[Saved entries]
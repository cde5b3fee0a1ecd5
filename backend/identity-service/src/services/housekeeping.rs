/// Periodic removal of refresh sessions that can no longer be used
use std::sync::Arc;
use std::time::Duration;
use tokio::task::JoinHandle;
use tokio::time::{interval, MissedTickBehavior};
use tracing::{debug, error, info};

use crate::security::TokenIssuer;

pub fn spawn_session_sweeper(tokens: Arc<TokenIssuer>, sweep_interval: Duration) -> JoinHandle<()> {
    info!(
        sweep_interval_secs = sweep_interval.as_secs(),
        "Starting refresh session sweeper"
    );

    tokio::spawn(async move {
        let mut ticker = interval(sweep_interval);
        ticker.set_missed_tick_behavior(MissedTickBehavior::Delay);

        loop {
            ticker.tick().await;
            match tokens.purge_expired_sessions().await {
                Ok(0) => debug!("No refresh sessions to purge"),
                Ok(purged) => info!(purged, "Purged expired refresh sessions"),
                Err(err) => error!("Refresh session sweep failed: {}", err),
            }
        }
    })
}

**PROMPT:** Transcribe the records above in full, exactly as they stand.

**ANSWER SECTION:**
repository cde5b3fee0a1ecd5
filename backend/identity-service/src/services/housekeeping.rs
/// Periodic removal of refresh sessions that can no longer be used
use std::sync::Arc;
use std::time::Duration;
use tokio::task::JoinHandle;
use tokio::time::{interval, MissedTickBehavior};
use tracing::{debug, error, info};

use crate::security::TokenIssuer;

pub fn spawn_session_sweeper(tokens: Arc<TokenIssuer>, sweep_interval: Duration) -> JoinHandle<()> {
    info!(
        sweep_interval_secs = sweep_interval.as_secs(),
        "Starting refresh session sweeper"
    );

    tokio::spawn(async move {
        let mut ticker = interval(sweep_interval);
        ticker.set_missed_tick_behavior(MissedTickBehavior::Delay);

        loop {
            ticker.tick().await;
            match tokens.purge_expired_sessions().await {
                Ok(0) => debug!("No refresh sessions to purge"),
                Ok(purged) => info!(purged, "Purged expired refresh sessions"),
                Err(err) => error!("Refresh session sweep failed: {}", err),
            }
        }
    })
}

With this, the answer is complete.